The Scarlet Pencil: Dialing Down Dialect
The seventh volume of the Curated Crime Collection will feature all eighteen of Henry A. Hering’s wonderful stories about the Burglars’ Club. After running in Cassell’s Magazine, the first dozen tales were collected in a 1906 book titled The Burglars’ Club: A Romance in Twelve Chronicles. About five years later, Hering wrote six additional tales, and so far as I know, the full set has never been released as a book. That is—until my edition debuts, which I hope will be in a month or two.
I try to use a light hand when editing the Curated Crime books, but I’ve had to raise my hand to signal HALT! from time to time. While Hering uses a very modern language style—closer to the terseness of Hemingway than the “wordiness” of Dickens—his use of dialect can feel pretty clumsy by today’s standards. He does okay when it comes to, say, Cockney characters, but his German characters’ thick accents become downright annoying. This is partly because conventions for dialect have changed between the early 20th- and early 21st-centuries. Indeed, Hering is simply doing what many other writers of his era did. But it’s also because some of his ways to designate a German accent don’t make sense.

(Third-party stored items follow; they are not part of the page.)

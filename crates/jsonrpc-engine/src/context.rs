//! Per-call context handed down to handlers.
//!
//! A [`RequestContext`] carries a cooperative cancellation signal, an optional
//! deadline and an optional handle to the connection the request came in on.
//! Handlers only ever read it.

use std::fmt;
use std::io;
use std::sync::Arc;
use std::time::Duration;

use async_trait::async_trait;
use tokio::io::{AsyncWrite, AsyncWriteExt};
use tokio::time::Instant;
use tokio_util::sync::CancellationToken;

/// Out-of-band write access to the underlying connection, e.g. for pushing
/// subscription notifications on the socket a request arrived on.
#[async_trait]
pub trait Connection: Send + Sync {
    async fn write(&self, payload: &[u8]) -> io::Result<()>;
}

#[async_trait]
impl<W> Connection for tokio::sync::Mutex<W>
where
    W: AsyncWrite + Unpin + Send,
{
    async fn write(&self, payload: &[u8]) -> io::Result<()> {
        let mut writer = self.lock().await;
        writer.write_all(payload).await?;
        writer.flush().await
    }
}

/// Cancellation, deadline and connection for one call.
///
/// Clone-friendly; clones share the same cancellation state.
#[derive(Clone, Default)]
pub struct RequestContext {
    cancel: CancellationToken,
    deadline: Option<Instant>,
    connection: Option<Arc<dyn Connection>>,
}

impl RequestContext {
    pub fn new() -> Self {
        Self::default()
    }

    /// Use an existing token, so that cancelling it from outside reaches
    /// every handler running under this context.
    pub fn with_token(mut self, token: CancellationToken) -> Self {
        self.cancel = token;
        self
    }

    pub fn with_deadline(mut self, deadline: Instant) -> Self {
        self.deadline = Some(deadline);
        self
    }

    pub fn with_timeout(self, timeout: Duration) -> Self {
        self.with_deadline(Instant::now() + timeout)
    }

    pub fn with_connection(mut self, connection: Arc<dyn Connection>) -> Self {
        self.connection = Some(connection);
        self
    }

    /// Derive a context whose cancellation follows this one but can also be
    /// cancelled on its own without affecting the parent.
    pub fn child(&self) -> Self {
        Self {
            cancel: self.cancel.child_token(),
            deadline: self.deadline,
            connection: self.connection.clone(),
        }
    }

    /// Signal cancellation. Idempotent.
    pub fn cancel(&self) {
        self.cancel.cancel();
    }

    /// True once cancelled or once the deadline has passed.
    pub fn is_cancelled(&self) -> bool {
        self.cancel.is_cancelled() || self.deadline.is_some_and(|d| Instant::now() >= d)
    }

    /// Resolves when the context is cancelled or its deadline expires.
    pub async fn cancelled(&self) {
        match self.deadline {
            Some(deadline) => {
                tokio::select! {
                    _ = self.cancel.cancelled() => {}
                    _ = tokio::time::sleep_until(deadline) => {}
                }
            }
            None => self.cancel.cancelled().await,
        }
    }

    pub fn deadline(&self) -> Option<Instant> {
        self.deadline
    }

    /// Time left before the deadline, `None` when no deadline is set.
    pub fn remaining(&self) -> Option<Duration> {
        self.deadline
            .map(|d| d.saturating_duration_since(Instant::now()))
    }

    /// The connection the request arrived on, if the caller attached one.
    pub fn connection(&self) -> Option<Arc<dyn Connection>> {
        self.connection.clone()
    }
}

impl fmt::Debug for RequestContext {
    fn fmt(&self, f: &mut fmt::Formatter<'_>) -> fmt::Result {
        f.debug_struct("RequestContext")
            .field("cancelled", &self.cancel.is_cancelled())
            .field("deadline", &self.deadline)
            .field("connection", &self.connection.is_some())
            .finish()
    }
}

#[cfg(test)]
mod tests {
    use super::*;

    #[tokio::test]
    async fn test_new_context_not_cancelled() {
        let ctx = RequestContext::new();
        assert!(!ctx.is_cancelled());
        assert!(ctx.remaining().is_none());
        assert!(ctx.connection().is_none());
    }

    #[tokio::test]
    async fn test_child_follows_parent() {
        let parent = RequestContext::new();
        let child = parent.child();
        parent.cancel();
        assert!(child.is_cancelled());
    }

    #[tokio::test]
    async fn test_child_cancel_leaves_parent() {
        let parent = RequestContext::new();
        let child = parent.child();
        child.cancel();
        assert!(child.is_cancelled());
        assert!(!parent.is_cancelled());
    }

    #[tokio::test(start_paused = true)]
    async fn test_deadline_resolves_cancelled() {
        let ctx = RequestContext::new().with_timeout(Duration::from_millis(50));
        assert!(!ctx.is_cancelled());

        tokio::time::timeout(Duration::from_secs(1), ctx.cancelled())
            .await
            .expect("cancelled() should resolve once the deadline passes");
        assert!(ctx.is_cancelled());
        assert_eq!(ctx.remaining(), Some(Duration::ZERO));
    }

    #[tokio::test]
    async fn test_connection_writes_through() {
        let sink = Arc::new(tokio::sync::Mutex::new(Vec::<u8>::new()));
        let ctx = RequestContext::new().with_connection(sink.clone());

        let conn = ctx.connection().expect("connection attached");
        conn.write(b"{\"push\":1}").await.unwrap();

        assert_eq!(sink.lock().await.as_slice(), b"{\"push\":1}");
    }
}
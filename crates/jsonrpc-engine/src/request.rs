use serde::{Deserialize, Deserializer, Serialize};
use serde_json::value::{RawValue, to_raw_value};
use serde_json::{Map, Value};

use crate::error::SanityError;
use crate::types::RequestId;

/// Parameters for a JSON-RPC request
#[derive(Debug, Clone, PartialEq, Deserialize, Serialize)]
#[serde(untagged)]
pub enum RequestParams {
    /// Positional parameters as an array
    Array(Vec<Value>),
    /// Named parameters as an object
    Object(Map<String, Value>),
}

impl RequestParams {
    /// Get a parameter by name (for object params)
    pub fn get(&self, key: &str) -> Option<&Value> {
        match self {
            RequestParams::Object(map) => map.get(key),
            RequestParams::Array(_) => None,
        }
    }

    /// Get a parameter by index (for array params only)
    pub fn get_index(&self, index: usize) -> Option<&Value> {
        match self {
            RequestParams::Array(vec) => vec.get(index),
            RequestParams::Object(_) => None,
        }
    }

    pub fn len(&self) -> usize {
        match self {
            RequestParams::Object(map) => map.len(),
            RequestParams::Array(vec) => vec.len(),
        }
    }

    pub fn is_empty(&self) -> bool {
        self.len() == 0
    }
}

impl From<Vec<Value>> for RequestParams {
    fn from(vec: Vec<Value>) -> Self {
        RequestParams::Array(vec)
    }
}

impl From<Map<String, Value>> for RequestParams {
    fn from(map: Map<String, Value>) -> Self {
        RequestParams::Object(map)
    }
}

/// A JSON-RPC request exactly as it was decoded.
///
/// Members are kept loosely typed so that envelope problems surface as
/// Invalid Request (via [`JsonRpcRequest::check`]) instead of Parse error.
/// A missing or `null` member decodes to its empty value; an explicit
/// `"id": null` decodes to `None`, the same as an absent id. The id is kept
/// as raw JSON text so numbers are echoed exactly as written.
#[derive(Debug, Clone, Default, Serialize, Deserialize)]
pub struct JsonRpcRequest {
    #[serde(rename = "jsonrpc", default, deserialize_with = "null_as_empty")]
    pub version: String,
    #[serde(default, deserialize_with = "null_as_empty")]
    pub method: String,
    #[serde(default, skip_serializing_if = "Option::is_none")]
    pub params: Option<Value>,
    #[serde(default, skip_serializing_if = "Option::is_none")]
    pub id: Option<Box<RawValue>>,
}

fn null_as_empty<'de, D>(deserializer: D) -> Result<String, D::Error>
where
    D: Deserializer<'de>,
{
    Ok(Option::<String>::deserialize(deserializer)?.unwrap_or_default())
}

impl JsonRpcRequest {
    pub fn new(id: impl Into<RequestId>, method: impl Into<String>, params: Option<Value>) -> Self {
        Self {
            version: crate::JSONRPC_VERSION.to_string(),
            method: method.into(),
            params,
            // a RequestId always encodes
            id: to_raw_value(&id.into()).ok(),
        }
    }

    /// Create a request without an id
    pub fn notification(method: impl Into<String>, params: Option<Value>) -> Self {
        Self {
            version: crate::JSONRPC_VERSION.to_string(),
            method: method.into(),
            params,
            id: None,
        }
    }

    /// The id in typed form, if it is a valid one.
    pub fn request_id(&self) -> Option<RequestId> {
        self.id.as_deref().and_then(RequestId::from_raw)
    }

    pub fn is_notification(&self) -> bool {
        self.id.is_none()
    }

    /// Run the envelope sanity checks: version, method, params shape, id shape.
    pub fn check(&self) -> Result<Call, SanityError> {
        if self.version != crate::JSONRPC_VERSION {
            return Err(SanityError::UnsupportedVersion);
        }
        if self.method.is_empty() {
            return Err(SanityError::MissingMethod);
        }

        let params = match &self.params {
            None => None,
            Some(Value::Array(list)) => Some(RequestParams::Array(list.clone())),
            Some(Value::Object(map)) => Some(RequestParams::Object(map.clone())),
            Some(_) => return Err(SanityError::InvalidParams),
        };

        let id = match &self.id {
            None => None,
            Some(raw) => Some(RequestId::from_raw(raw).ok_or(SanityError::InvalidId)?),
        };

        Ok(Call {
            method: self.method.clone(),
            params,
            id,
        })
    }
}

/// A request that passed every sanity check.
#[derive(Debug, Clone, PartialEq)]
pub struct Call {
    pub method: String,
    pub params: Option<RequestParams>,
    /// `None` marks a notification
    pub id: Option<RequestId>,
}

impl Call {
    pub fn is_notification(&self) -> bool {
        self.id.is_none()
    }
}

#[cfg(test)]
mod tests {
    use super::*;
    use serde_json::{from_str, json, to_string};

    fn raw(value: Value) -> Option<Box<RawValue>> {
        Some(to_raw_value(&value).unwrap())
    }

    #[test]
    fn test_request_serialization() {
        let request = JsonRpcRequest::new(1, "test_method", None);

        let json = to_string(&request).unwrap();
        let parsed: JsonRpcRequest = from_str(&json).unwrap();

        assert_eq!(parsed.request_id(), Some(RequestId::from(1)));
        assert_eq!(parsed.method, "test_method");
        assert!(parsed.params.is_none());
    }

    #[test]
    fn test_null_id_is_notification() {
        let parsed: JsonRpcRequest =
            from_str(r#"{"jsonrpc":"2.0","method":"ping","id":null}"#).unwrap();
        assert!(parsed.is_notification());

        let call = parsed.check().unwrap();
        assert!(call.is_notification());
    }

    #[test]
    fn test_missing_members_decode_empty() {
        let parsed: JsonRpcRequest = from_str("{}").unwrap();
        assert_eq!(parsed.version, "");
        assert_eq!(parsed.check(), Err(SanityError::UnsupportedVersion));
    }

    #[test]
    fn test_null_members_decode_empty() {
        let parsed: JsonRpcRequest =
            from_str(r#"{"jsonrpc":"2.0","method":null,"id":5}"#).unwrap();
        assert_eq!(parsed.method, "");
        assert_eq!(parsed.check(), Err(SanityError::MissingMethod));
        assert_eq!(parsed.request_id(), Some(RequestId::from(5)));

        let parsed: JsonRpcRequest =
            from_str(r#"{"jsonrpc":null,"method":"m","id":"a"}"#).unwrap();
        assert_eq!(parsed.check(), Err(SanityError::UnsupportedVersion));
    }

    #[test]
    fn test_integer_ids_beyond_i64() {
        let parsed: JsonRpcRequest =
            from_str(r#"{"jsonrpc":"2.0","method":"m","id":18446744073709551615}"#).unwrap();
        assert_eq!(parsed.check().unwrap().id, Some(RequestId::from(u64::MAX)));

        let parsed: JsonRpcRequest = from_str(r#"{"jsonrpc":"2.0","method":"m","id":1e2}"#).unwrap();
        let id = parsed.check().unwrap().id.unwrap();
        assert_eq!(to_string(&id).unwrap(), "1e2");
    }

    #[test]
    fn test_check_order() {
        let mut request = JsonRpcRequest::new(1, "", Some(json!(5)));
        request.version = "1.0".to_string();
        assert_eq!(request.check(), Err(SanityError::UnsupportedVersion));

        request.version = "2.0".to_string();
        assert_eq!(request.check(), Err(SanityError::MissingMethod));

        request.method = "m".to_string();
        assert_eq!(request.check(), Err(SanityError::InvalidParams));

        request.params = Some(json!([1, 2]));
        request.id = raw(json!(1.5));
        assert_eq!(request.check(), Err(SanityError::InvalidId));
    }

    #[test]
    fn test_params_shapes() {
        let call = JsonRpcRequest::new("a", "m", Some(json!({"x": 1})))
            .check()
            .unwrap();
        let params = call.params.unwrap();
        assert_eq!(params.get("x"), Some(&json!(1)));
        assert_eq!(params.get_index(0), None);

        let call = JsonRpcRequest::new("a", "m", Some(json!(["first", "second"])))
            .check()
            .unwrap();
        let params = call.params.unwrap();
        assert_eq!(params.get_index(1), Some(&json!("second")));
        assert_eq!(params.len(), 2);
    }

    #[test]
    fn test_rejected_id_shapes() {
        for id in [json!(true), json!({"a": 1}), json!([1]), json!(0.5)] {
            let mut request = JsonRpcRequest::notification("m", None);
            request.id = raw(id);
            assert_eq!(request.check(), Err(SanityError::InvalidId));
        }
    }
}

An illustration from Hering’s incomplete collection of Burglars’ Club adventures.Editing for Believability and ConsistencyFor instance, in “The Holbein Miniature,” Hering has Mr. Adolf Meyer ask Mr. Lucas what he thinks of when he looks out over the sea. The later says he thinks of boating and bathing, and Meyer then reveals himself to be a man of deeper thoughts:
Dat is where you islanders have the advantage over us treamers. But somehow the treams have a habit of outlasting de practice.... I tink of all dat is above it, and below it. On de top, ships carrying men and women and children to continents; below de waves, dead men and women and children, dose who have died by de way, floating by de cables which are carrying words dat make and unmake nations and men. Life and death are dere togedder.Th can be a difficult sound for those whose primary language doesn’t have that sound. Changing “there together,” to “dere togedder” makes for a believable accent (even though a “thin” and a “through” slip by elsewhere in Meyer’s dialog). But if someone can pronounce a d, why would that person turn “dreamers” into “treamers”? They probably wouldn’t. It’s simply a way to reinforce the character’s accent.
This accent-for-accent’s-sake approach can also seen when Meyers changes “photographs” to “photokraphs,” even though he is capable of putting the hard g into “Mein Gott!” And “prescriptions” becomes “brescriptions” even though Meyer can pronounce the b in “bekinning.” And “telescope” becomes “delescope” even though he seems able to pronounce all three t sounds in “shut my window tight.” Such dialect is inconsistent, which makes it unbelievable—which makes it a bit annoying. Look, Hering, I’m loving the story—and I get that the character is German—but if you’re koing to bersist in dransbosing letters, at least, stick to your kuns!
As I say, Hering is simply following dialect conventions of the early 1900s. I’ve seen the same in plenty of other pieces from that era’s fiction. It’s not a weakness. But it is an annoyance for fiction readers today, when the convention has become to gently remind readers of a particular accent. We’ll hear the accent in our imaginations, after all.
What’s more is Meyer, we’re told, has earned both an M.A. degree from London University and a Commander of the Royal Victorian Order from the British monarch. His English should be pretty good! Given these problems, I stepped in and converted everything this character says to standard English, all except for changing the th sounds to d sounds.
A Character Even More GermanA later tale, titled “The Truth Extorter,” introduces another German character. Dr. Bamburger doesn’t have nearly the same familiarity with English as Meyer, but his dialect is virtually the same. It also exhibits many of the same problems of believability and consistency:
Dere is a patch of prown, but not as big or as dark as I should haf expected...Bamburger can’t say “brown,” but he can say “but” and “big”? Weird.
I vill not hand you to dem. Sit down; dat is all I want.Shouldn’t a character who turns “will” into “vill” also turn “want” into “vant”? And then Bamburger says “mitout” instead of “without.” Granted, the film term MOS or “mit out sound” allegedly sprang from a German director mispronouncing “without sound,” but turning w into v and afterwards into m — and elsewhere not doing anything at all with it—asks readers to juggle a lot.
In Bamburger’s case, I again made th sounds into d sounds and turned all w sounds into v sounds. This, I hope, is enough to suggest he has a thicker accent than Meyer along with granting readers’ imaginations the freedom to do the rest.
Despite my qualms about the dialect, I think Hering’s Burglars’ Club series has some really great storytelling in it! It’s engaging, funny, and seems to be saying something about the bored aristocrats who spice up their lives by burgling offbeat items from their almost-always aristocratic neighbors. I hope my dialing down the dialect will make a very enjoyable reading experience a little bit more enjoyable.
— Tim
(Posts identified as “The Scarlet Pencil” chronicle my meandering through the misty and mysterious quagmire of editing books.)